El resto de la noche fue inmóvil. No tenían sueño. No realmente. El cuerpo pedía descanso, pero la mente… la mente trabajaba. Incansable. Preguntas se escribían en la oscuridad: ¿Quién era ella? ¿Por qué Versias la quería viva? ¿Qué era eso que habían traído aquí? Y mientras las horas se estiraban, sus miradas se perdían en el techo o en las tinieblas, buscando una respuesta.
Ninguna llegó.
El día pasó como una sombra lenta sobre los muros de la mansión. Y cuando el sol empezó a caer tras las copas del dominio, la joven por fin se movió. Su respiración cambió. Entrecerró los ojos. A sus pupilas les costaba adaptarse a la luz dorada del crepúsculo. La cabeza le daba vueltas. El cuerpo le pesaba. Intentó incorporarse, pero tuvo que recostarse de nuevo un instante, el corazón latiendo con fuerza.
Una cama. Sábanas suaves. Sin ataduras. Sin cadenas. No estaba encerrada. Extendió las manos frente a ella. Ninguna herida. Ninguna marca. ¿Un sueño? Se dio una bofetada. El dolor fue agudo. Muy real. Se incorporó de golpe, jadeando.
Y se le cortó el aliento.
La habitación era hermosa. Inmensa. Muebles antiguos, madera oscura, alfombras orientales, dorados delicados. Cortinas gruesas dejaban filtrar la luz del final del día, envolviendo la pieza en una penumbra ámbar y densa. Nada estaba sucio. Nada era caótico. Todo estaba… en orden. Demasiado en orden.
¿Dónde estaba? ¿Quién la había traído? Rebuscó en sus recuerdos. Nada. Vacío. Excepto una imagen borrosa, turbia, como vista a través del agua: un hombre. Una jeringa. Y oscuridad.
—¿Qué pasó? ¿Dónde estoy?
El murmullo resonó débilmente en la habitación, como si no tuviera derecho a existir. Un escalofrío le recorrió la espalda.
Se levantó, se vistió con la ropa doblada a su lado, echó un vistazo a su alrededor y encontró una bolsa apoyada ahí, como dejada al azar. La tomó. No sabía lo que contenía, pero necesitaba algo que sujetar. Un peso. Un ancla.
Abrió la puerta.
El pasillo se extendía frente a ella, largo, alto, con un silencio aplastante. El parquet brillaba. Las paredes estaban cubiertas de retratos antiguos, todos demasiado bien conservados. Ojos la observaban, o al menos eso parecía.
Bajó lentamente la escalera, el aliento corto. Ni un ruido. Ni una voz. Ni un movimiento. Una mansión. Pero, ¿dónde estaban los demás? ¿Era una trampa? ¿Una ilusión? ¿Una jaula de oro?
Aceleró el paso. Tenía que salir. Ver el cielo. Sentir el viento. Lo que fuera. Aunque fuera la calle, aunque fuera barro.
Pero de pronto, una voz surgió a sus espaldas.

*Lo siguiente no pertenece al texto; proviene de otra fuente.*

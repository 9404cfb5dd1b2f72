// Copyright (C) 2022 Electronic Arts, Inc. All rights reserved.

//! Schemas derived from explicit sources or from a chart's contents.

use std::fmt::{self, Display, Formatter};
use std::path::Path;
use std::str::FromStr;

use serde::Deserialize;
use tracing::{debug, warn};

use super::{Error, SchemaReader, infer};
use crate::archive::{self, ExtractLimit};
use crate::repos::Repository;

const SCHEMA_FILE: &str = "values.schema.json";
const VALUES_FILE: &str = "values.yaml";

/// Where a chart's values schema comes from.
#[derive(Clone, Copy, Debug, Default, PartialEq, Eq, Deserialize)]
#[serde(rename_all = "kebab-case")]
pub enum GeneratorKind {
    /// No schema at all.
    None,
    /// The chart's own schema, else one inferred from its values.
    #[default]
    Auto,
    /// Always infer from the chart's default values.
    ValueInference,
    /// An explicit `http(s)` URL.
    Url,
    /// An explicit file on disk.
    LocalPath,
    /// A named file inside the chart.
    ChartPath,
}

impl GeneratorKind {
    const ALL: [Self; 6] = [
        Self::None,
        Self::Auto,
        Self::ValueInference,
        Self::Url,
        Self::LocalPath,
        Self::ChartPath,
    ];

    pub const fn as_str(self) -> &'static str {
        match self {
            Self::None => "none",
            Self::Auto => "auto",
            Self::ValueInference => "value-inference",
            Self::Url => "url",
            Self::LocalPath => "local-path",
            Self::ChartPath => "chart-path",
        }
    }

    const fn needs_chart(self) -> bool {
        matches!(self, Self::Auto | Self::ValueInference | Self::ChartPath)
    }
}

impl Display for GeneratorKind {
    fn fmt(&self, f: &mut Formatter<'_>) -> fmt::Result {
        f.write_str(self.as_str())
    }
}

impl FromStr for GeneratorKind {
    type Err = String;

    fn from_str(s: &str) -> Result<Self, Self::Err> {
        Self::ALL
            .into_iter()
            .find(|kind| kind.as_str() == s)
            .ok_or_else(|| {
                let names: Vec<_> = Self::ALL.iter().map(|kind| kind.as_str()).collect();
                format!("unknown generator {s:?}, expected one of {}", names.join(", "))
            })
    }
}

/// The chart a derived schema is read from.
pub struct ChartSource<'a> {
    pub repo: &'a Repository,
    pub chart: &'a str,
    pub version: &'a str,
    pub project: &'a str,
    pub pass_credentials: bool,
    pub limit: ExtractLimit,
}

/// Produce the schema selected by `kind`.
///
/// `paths` are the explicit sources for `url` and `local-path`. For the chart
/// based generators the first path names a file inside the chart. Returns
/// `None` for [`GeneratorKind::None`].
pub async fn generate(
    reader: &SchemaReader,
    kind: GeneratorKind,
    paths: &[&str],
    source: Option<&ChartSource<'_>>,
) -> Result<Option<Vec<u8>>, Error> {
    if kind == GeneratorKind::None {
        return Ok(None);
    }
    if !kind.needs_chart() {
        if paths.is_empty() {
            return Err(Error::MissingPath(kind));
        }
        return reader.from_paths(paths).await.map(Some);
    }

    let path = paths.first().copied();
    if kind == GeneratorKind::ChartPath && path.is_none() {
        return Err(Error::MissingPath(kind));
    }
    let source = source.ok_or(Error::MissingChart(kind))?;

    let chart = source
        .repo
        .extract_chart(
            source.chart,
            source.version,
            source.project,
            source.pass_credentials,
            source.limit,
        )
        .await?;
    let schema = from_chart_dir(reader, kind, path, chart.path()).await;
    if let Err(e) = chart.close() {
        warn!(chart = source.chart, error = %e, "failed to remove extracted chart");
    }
    schema.map(Some)
}

/// Read the schema for an unpacked chart directory.
pub async fn from_chart_dir(
    reader: &SchemaReader,
    kind: GeneratorKind,
    path: Option<&str>,
    dir: &Path,
) -> Result<Vec<u8>, Error> {
    if let Some(path) = path {
        let relative =
            archive::sanitize(Path::new(path)).map_err(|_| Error::OutsideChart(path.to_string()))?;
        return reader.from_file(&dir.join(relative)).await;
    }

    let schema_file = dir.join(SCHEMA_FILE);
    match kind {
        GeneratorKind::Auto if schema_file.is_file() => reader.from_file(&schema_file).await,
        GeneratorKind::Auto | GeneratorKind::ValueInference => {
            debug!(dir = %dir.display(), "inferring schema from values");
            let inferred = infer::from_values_file(&dir.join(VALUES_FILE))?;
            reader.from_value(serde_json::to_value(inferred)?, None)
        }
        kind => Err(Error::MissingPath(kind)),
    }
}
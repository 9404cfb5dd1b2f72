// Copyright (C) 2022 Electronic Arts, Inc. All rights reserved.

//! Read the chartcache config file.
use std::fmt::{self, Display, Formatter};
use std::path::{Path, PathBuf};
use std::str::FromStr;
use std::time::Duration;

use anyhow::{Context, Result};
use serde::Deserialize;
use thiserror::Error;

use crate::archive::ExtractLimit;
use crate::transport::TransportOptions;

/// Environment variable supplying the default project.
pub const PROJECT_ENV: &str = "CHARTCACHE_PROJECT";

#[derive(Error, Debug, PartialEq, Eq)]
pub enum SizeError {
    #[error("empty quantity")]
    Empty,
    #[error("invalid quantity {0}")]
    InvalidNumber(String),
    #[error("unknown suffix {1:?} in quantity {0}")]
    UnknownSuffix(String, String),
    #[error("quantity {0} does not fit in 64 bits")]
    Overflow(String),
}

/// A byte count written as a Kubernetes style quantity, e.g. `10M` or `512Ki`.
#[derive(Copy, Clone, Debug, PartialEq, Eq, Deserialize)]
#[serde(try_from = "String")]
pub struct ByteSize(pub u64);

const SUFFIXES: &[(&str, u64)] = &[
    ("", 1),
    ("k", 1_000),
    ("M", 1_000_000),
    ("G", 1_000_000_000),
    ("T", 1_000_000_000_000),
    ("P", 1_000_000_000_000_000),
    ("E", 1_000_000_000_000_000_000),
    ("Ki", 1 << 10),
    ("Mi", 1 << 20),
    ("Gi", 1 << 30),
    ("Ti", 1 << 40),
    ("Pi", 1 << 50),
    ("Ei", 1 << 60),
];

impl ByteSize {
    pub const fn bytes(self) -> u64 {
        self.0
    }
}

impl FromStr for ByteSize {
    type Err = SizeError;

    fn from_str(s: &str) -> Result<Self, Self::Err> {
        let s = s.trim();
        if s.is_empty() {
            return Err(SizeError::Empty);
        }

        let split = s
            .find(|c: char| !c.is_ascii_digit() && c != '.')
            .unwrap_or(s.len());
        let (number, suffix) = s.split_at(split);

        let multiplier = SUFFIXES
            .iter()
            .find(|(name, _)| *name == suffix)
            .map(|(_, multiplier)| *multiplier)
            .ok_or_else(|| SizeError::UnknownSuffix(s.to_string(), suffix.to_string()))?;

        let (whole, fraction) = number.split_once('.').unwrap_or((number, ""));
        if whole.is_empty() && fraction.is_empty() {
            return Err(SizeError::InvalidNumber(s.to_string()));
        }

        let whole = if whole.is_empty() {
            0
        } else {
            whole
                .parse::<u64>()
                .map_err(|_| SizeError::Overflow(s.to_string()))?
        };
        if !fraction.chars().all(|c| c.is_ascii_digit()) {
            return Err(SizeError::InvalidNumber(s.to_string()));
        }
        // Anything past 18 digits is below one byte for every suffix.
        let fraction = &fraction[..fraction.len().min(18)];
        let partial = if fraction.is_empty() {
            0
        } else {
            let numerator = u128::from(
                fraction
                    .parse::<u64>()
                    .map_err(|_| SizeError::InvalidNumber(s.to_string()))?,
            );
            let denominator = 10u128.pow(u32::try_from(fraction.len()).unwrap_or(18));
            numerator * u128::from(multiplier) / denominator
        };

        u128::from(whole)
            .checked_mul(u128::from(multiplier))
            .map(|bytes| bytes + partial)
            .and_then(|bytes| u64::try_from(bytes).ok())
            .map(Self)
            .ok_or_else(|| SizeError::Overflow(s.to_string()))
    }
}

impl TryFrom<String> for ByteSize {
    type Error = SizeError;

    fn try_from(value: String) -> Result<Self, Self::Error> {
        value.parse()
    }
}

impl Display for ByteSize {
    fn fmt(&self, f: &mut Formatter<'_>) -> fmt::Result {
        write!(f, "{}", self.0)
    }
}

/// The config file.
///
/// Every field is optional. Command line flags override it.
#[derive(Deserialize, Debug, Clone)]
#[serde(default, deny_unknown_fields)]
pub struct Config {
    pub cache_dir: PathBuf,
    pub project: String,
    /// Byte budget for one chart extraction. `0` means unbounded.
    pub max_extract_size: ByteSize,
    pub disable_max_extract_size: bool,
    /// Byte ceiling for downloaded repository indexes.
    pub max_index_size: ByteSize,
    pub proxy: Option<String>,
    pub no_proxy: Option<String>,
    pub timeout_seconds: Option<u64>,
}

impl Default for Config {
    fn default() -> Self {
        Self {
            cache_dir: std::env::temp_dir().join("chartcache"),
            project: std::env::var(PROJECT_ENV).unwrap_or_default(),
            max_extract_size: ByteSize(10_000_000),
            disable_max_extract_size: false,
            max_index_size: ByteSize(1_000_000_000),
            proxy: None,
            no_proxy: None,
            timeout_seconds: None,
        }
    }
}

impl Config {
    /// Load the config file.
    pub fn load(path: &Path) -> Result<Self> {
        let file: String = std::fs::read_to_string(path)
            .with_context(|| format!("Reading file {}", path.display()))?;
        let config: Self = serde_yml::from_str(&file)
            .with_context(|| format!("Parsing file {}", path.display()))?;

        Ok(config)
    }

    pub const fn extract_limit(&self) -> ExtractLimit {
        ExtractLimit::new(self.max_extract_size.0, self.disable_max_extract_size)
    }

    pub fn transport_options(&self) -> TransportOptions {
        TransportOptions {
            proxy: self.proxy.clone(),
            no_proxy: self.no_proxy.clone(),
            timeout: self.timeout_seconds.map(Duration::from_secs),
        }
    }
}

Calma. Grave.
—Así que por fin despertaste.
Se giró al instante.
Y se quedó paralizada.
Una silueta larga y recta ocupaba el pasillo. Una piel pálida como un cadáver, ojos tan inexpresivos como piedras negras, y una postura tan erguida que evocaba una hoja levantada. No lo había sentido llegar. Ni un sonido, ni un aliento, ni un olor.